I'm a ceremonial practitioner, with some chaos leanings... but mostly ceremonial through traditional paths.
Right off the bat, I need to inform you, deities are not egregores or constructs of aggregate group consciousness. This notion is a big mistake and honestly kind of dangerous. If you treat a deity as a figment of human conjuring they will know it and not work with you. If it's the wrong spirit they will punish you. They are individual beings each with their own unique history. This is not a faith-based assertion but an experience based one. So I suggest you nip that one in the butt right away.

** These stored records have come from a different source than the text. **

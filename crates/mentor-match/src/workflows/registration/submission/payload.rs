use serde::Serialize;

use super::super::catalog::{MENTEE_INTERESTS, MENTEE_REASONS};
use super::super::domain::{
    AcademicLevel, AnswerRecord, AvailabilitySlot, MentorBackground, MentoringReason, Role,
    StateCode,
};

/// System-assigned fields attached to every registration, hoisted out of
/// the transformer so the contract is visible and testable on its own.
#[derive(Debug, Clone, PartialEq, Serialize)]
pub struct SubmissionDefaults {
    pub match_pair_ids: Vec<String>,
    pub is_available_for_matching: bool,
    pub mentoring_sessions_completed: u32,
}

impl Default for SubmissionDefaults {
    fn default() -> Self {
        Self {
            match_pair_ids: Vec::new(),
            is_available_for_matching: true,
            mentoring_sessions_completed: 0,
        }
    }
}

/// A value inside a mentee multi-select after "Other…" expansion: the
/// stable option ids, optionally followed by the literal escape text.
#[derive(Debug, Clone, PartialEq, Serialize)]
#[serde(untagged)]
pub enum SelectionValue {
    Id(u8),
    Text(String),
}

/// Contact and demographic base shared by both wire shapes.
#[derive(Debug, Clone, PartialEq, Serialize)]
pub struct ContactProfile {
    pub email: String,
    pub name: String,
    pub age_bracket: Option<u8>,
    pub phone_number: String,
    pub address_line_1: String,
    pub city: String,
    pub state: Option<StateCode>,
    pub zipcode: String,
    pub latitude: Option<f64>,
    pub longitude: Option<f64>,
    pub ethnicities: Vec<u8>,
    pub ethnicity_preference: Option<u8>,
    pub gender: Vec<u8>,
    pub gender_preference: Option<u8>,
    pub methods: Vec<u8>,
    pub session_preferences: Vec<u8>,
    pub role: Role,
}

/// Wire shape POSTed to the mentor registration endpoint.
#[derive(Debug, Clone, PartialEq, Serialize)]
pub struct MentorRegistration {
    #[serde(flatten)]
    pub contact: ContactProfile,
    pub steam_background: Option<MentorBackground>,
    pub academic_level: Option<AcademicLevel>,
    pub professional_title: String,
    pub current_employer: String,
    pub reasons_for_mentoring: Option<MentoringReason>,
    pub willing_to_advise: u8,
    pub availability: Vec<AvailabilitySlot>,
    pub unavailable_dates: String,
    #[serde(flatten)]
    pub defaults: SubmissionDefaults,
}

/// Wire shape POSTed to the mentee registration endpoint.
#[derive(Debug, Clone, PartialEq, Serialize)]
pub struct MenteeRegistration {
    #[serde(flatten)]
    pub contact: ContactProfile,
    pub grade: Option<u8>,
    pub reasons_for_mentoring: Vec<SelectionValue>,
    pub interests: Vec<SelectionValue>,
    pub availability: Vec<AvailabilitySlot>,
    pub unavailable_dates: String,
    #[serde(flatten)]
    pub defaults: SubmissionDefaults,
}

/// Exactly one of the two wire shapes, chosen by the stored role.
#[derive(Debug, Clone, PartialEq)]
pub enum RegistrationPayload {
    Mentor(MentorRegistration),
    Mentee(MenteeRegistration),
}

#[derive(Debug, thiserror::Error, PartialEq, Eq)]
pub enum TransformError {
    #[error("cannot build a registration payload without a chosen role")]
    RoleMissing,
}

impl RegistrationPayload {
    /// Consume a completed answer record into the role-specific shape.
    pub fn from_record(record: &AnswerRecord) -> Result<Self, TransformError> {
        let role = record.role.ok_or(TransformError::RoleMissing)?;
        let contact = contact_profile(record, role);
        let availability: Vec<AvailabilitySlot> = record.availability.iter().copied().collect();

        match role {
            Role::Mentor => Ok(Self::Mentor(MentorRegistration {
                contact,
                steam_background: record.mentor.background,
                academic_level: record.mentor.academic_level,
                professional_title: record.mentor.professional_title.clone(),
                current_employer: record.mentor.current_employer.clone(),
                reasons_for_mentoring: record.mentor.mentoring_reason,
                willing_to_advise: record.mentor.capacity,
                availability,
                unavailable_dates: record.unavailable_dates.clone(),
                defaults: SubmissionDefaults::default(),
            })),
            Role::Mentee => Ok(Self::Mentee(MenteeRegistration {
                contact,
                grade: record.mentee.grade,
                reasons_for_mentoring: expand_other(
                    &record.mentee.reasons,
                    MENTEE_REASONS.other_id(),
                    &record.mentee.reasons_other,
                ),
                interests: expand_other(
                    &record.mentee.interests,
                    MENTEE_INTERESTS.other_id(),
                    &record.mentee.interests_other,
                ),
                availability,
                unavailable_dates: record.unavailable_dates.clone(),
                defaults: SubmissionDefaults::default(),
            })),
        }
    }

    pub fn role(&self) -> Role {
        match self {
            RegistrationPayload::Mentor(_) => Role::Mentor,
            RegistrationPayload::Mentee(_) => Role::Mentee,
        }
    }

    /// Filename of the local CSV snapshot for this shape.
    pub fn snapshot_filename(&self) -> &'static str {
        match self {
            RegistrationPayload::Mentor(_) => "mentor_form_data.csv",
            RegistrationPayload::Mentee(_) => "mentee_form_data.csv",
        }
    }
}

fn contact_profile(record: &AnswerRecord, role: Role) -> ContactProfile {
    ContactProfile {
        email: record.email.clone(),
        name: record.name.clone(),
        age_bracket: record.age_bracket,
        phone_number: record.phone_number.clone(),
        address_line_1: record.address_line.clone(),
        city: record.city.clone(),
        state: record.state.clone(),
        zipcode: record.zipcode.clone(),
        latitude: record.coordinates.map(|point| point.latitude),
        longitude: record.coordinates.map(|point| point.longitude),
        ethnicities: record.ethnicities.iter().collect(),
        ethnicity_preference: record.ethnicity_preference,
        gender: record.gender_identities.iter().collect(),
        gender_preference: record.gender_preference,
        methods: record.contact_methods.iter().collect(),
        session_preferences: record.session_preferences.iter().collect(),
        role,
    }
}

/// Keep the numeric selections as-is; when the "Other…" sentinel is
/// present, append the escape text verbatim (behavior preserved from the
/// production form, which uploads the typed text alongside the ids).
fn expand_other(
    selections: &super::super::domain::ChoiceSet,
    other_id: Option<u8>,
    other_text: &str,
) -> Vec<SelectionValue> {
    let mut values: Vec<SelectionValue> = selections.iter().map(SelectionValue::Id).collect();
    if let Some(other) = other_id {
        if selections.contains(other) {
            values.push(SelectionValue::Text(other_text.to_string()));
        }
    }
    values
}
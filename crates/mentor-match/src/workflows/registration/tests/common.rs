use std::collections::{BTreeSet, HashMap};
use std::sync::atomic::{AtomicUsize, Ordering};
use std::sync::{Arc, Mutex};

use async_trait::async_trait;
use serde_json::json;

use crate::workflows::registration::domain::{
    AvailabilitySlot, ChoiceSet, Day, GeoPoint, MentorBackground, MentoringReason, Role, StateCode,
    TimeSlot,
};
use crate::workflows::registration::enrichment::{AddressQuery, GeocodeError, GeocodeGateway};
use crate::workflows::registration::service::RegistrationService;
use crate::workflows::registration::session::{
    AuthError, AuthGateway, SessionId, SessionRepository, SessionStoreError, WizardSession,
};
use crate::workflows::registration::steps::{
    BasicInfoUpdate, MenteeProfileUpdate, MentorProfileUpdate, SchedulingUpdate,
};
use crate::workflows::registration::submission::{
    MenteeRegistration, MentorRegistration, RegistrationError, RegistrationGateway,
    RegistrationPayload, RegistrationReceipt, SnapshotError, SnapshotSink,
};

pub(super) fn basic_update(role: Option<Role>) -> BasicInfoUpdate {
    BasicInfoUpdate {
        email: "jordan@example.org".to_string(),
        name: "Jordan Rivera".to_string(),
        age_bracket: Some(4),
        phone_number: "515-555-0112".to_string(),
        address_line: "123 Grand Ave".to_string(),
        city: "Des Moines".to_string(),
        state: Some(StateCode::parse("IA").expect("valid state")),
        zipcode: "50309".to_string(),
        ethnicities: ChoiceSet::from_iter([2, 5]),
        session_preferences: ChoiceSet::from_iter([1, 3]),
        ethnicity_preference: Some(4),
        gender_identities: ChoiceSet::from_iter([2]),
        gender_preference: Some(2),
        contact_methods: ChoiceSet::from_iter([1, 3]),
        role,
    }
}

pub(super) fn mentor_update() -> MentorProfileUpdate {
    MentorProfileUpdate {
        background: Some(MentorBackground::Professional),
        academic_level: None,
        professional_title: "Process Engineer".to_string(),
        current_employer: "Prairie Labs".to_string(),
        mentoring_reason: Some(MentoringReason::GiveBack),
        capacity: 1,
    }
}

pub(super) fn mentee_update() -> MenteeProfileUpdate {
    MenteeProfileUpdate {
        grade: Some(7),
        reasons: ChoiceSet::from_iter([1, 3]),
        reasons_other: String::new(),
        interests: ChoiceSet::from_iter([1, 6]),
        interests_other: String::new(),
    }
}

pub(super) fn slots(count: usize) -> BTreeSet<AvailabilitySlot> {
    let mut selected = BTreeSet::new();
    'outer: for day in Day::ALL {
        for slot in TimeSlot::ALL {
            if selected.len() == count {
                break 'outer;
            }
            selected.insert(AvailabilitySlot::new(day, slot));
        }
    }
    selected
}

pub(super) fn scheduling_update(count: usize) -> SchedulingUpdate {
    SchedulingUpdate {
        availability: slots(count),
        unavailable_dates: "20250704, 20251220-20260102".to_string(),
    }
}

pub(super) fn coordinates() -> GeoPoint {
    GeoPoint {
        latitude: 41.5868,
        longitude: -93.625,
    }
}

#[derive(Default)]
pub(super) struct MemorySessions {
    records: Mutex<HashMap<SessionId, WizardSession>>,
}

impl MemorySessions {
    pub(super) fn contains(&self, id: &SessionId) -> bool {
        self.records
            .lock()
            .expect("session mutex poisoned")
            .contains_key(id)
    }
}

impl SessionRepository for MemorySessions {
    fn insert(&self, session: WizardSession) -> Result<(), SessionStoreError> {
        self.records
            .lock()
            .expect("session mutex poisoned")
            .insert(session.id.clone(), session);
        Ok(())
    }

    fn fetch(&self, id: &SessionId) -> Result<Option<WizardSession>, SessionStoreError> {
        Ok(self
            .records
            .lock()
            .expect("session mutex poisoned")
            .get(id)
            .cloned())
    }

    fn update(&self, session: WizardSession) -> Result<(), SessionStoreError> {
        self.records
            .lock()
            .expect("session mutex poisoned")
            .insert(session.id.clone(), session);
        Ok(())
    }

    fn remove(&self, id: &SessionId) -> Result<(), SessionStoreError> {
        self.records
            .lock()
            .expect("session mutex poisoned")
            .remove(id);
        Ok(())
    }
}

/// Scripted geocoder: resolves, finds nothing, or fails in transit.
pub(super) enum GeocodeScript {
    Resolve(GeoPoint),
    NotFound,
    Transport,
}

pub(super) struct ScriptedGeocoder {
    script: GeocodeScript,
    calls: AtomicUsize,
}

impl ScriptedGeocoder {
    pub(super) fn new(script: GeocodeScript) -> Self {
        Self {
            script,
            calls: AtomicUsize::new(0),
        }
    }

    pub(super) fn calls(&self) -> usize {
        self.calls.load(Ordering::Relaxed)
    }
}

#[async_trait]
impl GeocodeGateway for ScriptedGeocoder {
    async fn resolve(&self, _query: &AddressQuery) -> Result<GeoPoint, GeocodeError> {
        self.calls.fetch_add(1, Ordering::Relaxed);
        match &self.script {
            GeocodeScript::Resolve(point) => Ok(*point),
            GeocodeScript::NotFound => Err(GeocodeError::NotFound),
            GeocodeScript::Transport => {
                Err(GeocodeError::Transport("connection refused".to_string()))
            }
        }
    }
}

/// Scripted registrar: accepts everything or rejects with a detail string.
pub(super) enum RegistrarScript {
    Accept,
    Reject { status: u16, detail: String },
}

#[derive(Clone)]
pub(super) struct ScriptedRegistrar {
    script: Arc<RegistrarScript>,
    submitted: Arc<Mutex<Vec<RegistrationPayload>>>,
}

impl ScriptedRegistrar {
    pub(super) fn new(script: RegistrarScript) -> Self {
        Self {
            script: Arc::new(script),
            submitted: Arc::new(Mutex::new(Vec::new())),
        }
    }

    pub(super) fn submitted(&self) -> Vec<RegistrationPayload> {
        self.submitted
            .lock()
            .expect("registrar mutex poisoned")
            .clone()
    }

    fn dispatch(
        &self,
        payload: RegistrationPayload,
    ) -> Result<RegistrationReceipt, RegistrationError> {
        self.submitted
            .lock()
            .expect("registrar mutex poisoned")
            .push(payload);
        match self.script.as_ref() {
            RegistrarScript::Accept => Ok(RegistrationReceipt {
                status: 201,
                body: json!({ "registered": true }),
            }),
            RegistrarScript::Reject { status, detail } => Err(RegistrationError::Rejected {
                status: *status,
                message: detail.clone(),
            }),
        }
    }
}

#[async_trait]
impl RegistrationGateway for ScriptedRegistrar {
    async fn register_mentor(
        &self,
        payload: &MentorRegistration,
    ) -> Result<RegistrationReceipt, RegistrationError> {
        self.dispatch(RegistrationPayload::Mentor(payload.clone()))
    }

    async fn register_mentee(
        &self,
        payload: &MenteeRegistration,
    ) -> Result<RegistrationReceipt, RegistrationError> {
        self.dispatch(RegistrationPayload::Mentee(payload.clone()))
    }
}

#[derive(Default, Clone)]
pub(super) struct MemorySnapshots {
    docs: Arc<Mutex<Vec<(String, String)>>>,
}

impl MemorySnapshots {
    pub(super) fn documents(&self) -> Vec<(String, String)> {
        self.docs.lock().expect("snapshot mutex poisoned").clone()
    }
}

impl SnapshotSink for MemorySnapshots {
    fn persist(&self, filename: &str, contents: &str) -> Result<(), SnapshotError> {
        self.docs
            .lock()
            .expect("snapshot mutex poisoned")
            .push((filename.to_string(), contents.to_string()));
        Ok(())
    }
}

#[derive(Default, Clone)]
pub(super) struct MemoryAuth {
    ended: Arc<Mutex<Vec<SessionId>>>,
}

impl MemoryAuth {
    pub(super) fn ended(&self) -> Vec<SessionId> {
        self.ended.lock().expect("auth mutex poisoned").clone()
    }
}

impl AuthGateway for MemoryAuth {
    fn logout(&self, session: &SessionId) -> Result<(), AuthError> {
        self.ended
            .lock()
            .expect("auth mutex poisoned")
            .push(session.clone());
        Ok(())
    }
}

pub(super) struct Harness {
    pub(super) service: RegistrationService<MemorySessions, ScriptedGeocoder, ScriptedRegistrar>,
    pub(super) sessions: Arc<MemorySessions>,
    pub(super) geocoder: Arc<ScriptedGeocoder>,
    pub(super) registrar: ScriptedRegistrar,
    pub(super) snapshots: MemorySnapshots,
    pub(super) auth: MemoryAuth,
}

pub(super) fn harness(geocode: GeocodeScript, registrar: RegistrarScript) -> Harness {
    let sessions = Arc::new(MemorySessions::default());
    let geocoder = Arc::new(ScriptedGeocoder::new(geocode));
    let registrar = ScriptedRegistrar::new(registrar);
    let snapshots = MemorySnapshots::default();
    let auth = MemoryAuth::default();

    let service = RegistrationService::new(
        sessions.clone(),
        geocoder.clone(),
        Arc::new(registrar.clone()),
        Box::new(snapshots.clone()),
        Box::new(auth.clone()),
    );

    Harness {
        service,
        sessions,
        geocoder,
        registrar,
        snapshots,
        auth,
    }
}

There's a lot to unpack here. It's hard to say what the true source of your trauma is without considering the following:
- do you have the guidance of an experienced mentor/teacher or have you been flying solo, using book/internet/community based knowledge only?
- the spirits you work with, how you approach them, and the procedures you employed, are all important to what you receive
- how much magic you do on a regular basis, the length of time you work with a spirit before making more complex requests or inviting different other spirits to work with, the difficulty/grade level of the ceremonial rituals you attempt (whether within your pay grade or too much above), can all determine the intensity level of what happens to you on every level of life
- when you make a request for your life to change, you may be inviting trials and initiations to get you to the next level, and sometimes these can be perceived as trauma ("be careful what you wish for"); also, the path you choose will determine how the magic changes you, and sometimes a path will break you to remake you
- if you have any pre-existing and unresolved psychoemotional imbalances, traumas or disturbances, it's usually recommended that you resolve these before getting involved in magical paths. The reason is that simply performing magic warps reality in ways that can be challenging regardless of the end result (which is also a warping factor), and psychoemotional disturbance is already reality-warping, so you would be entering the magical world with a perceptual handicap. The one exception is working one's ancestors or one single guardian spirit you trust, while you recover. If you invite too much when you are still fucked up then psychological stress can increase exponentially and this will not be good for your development.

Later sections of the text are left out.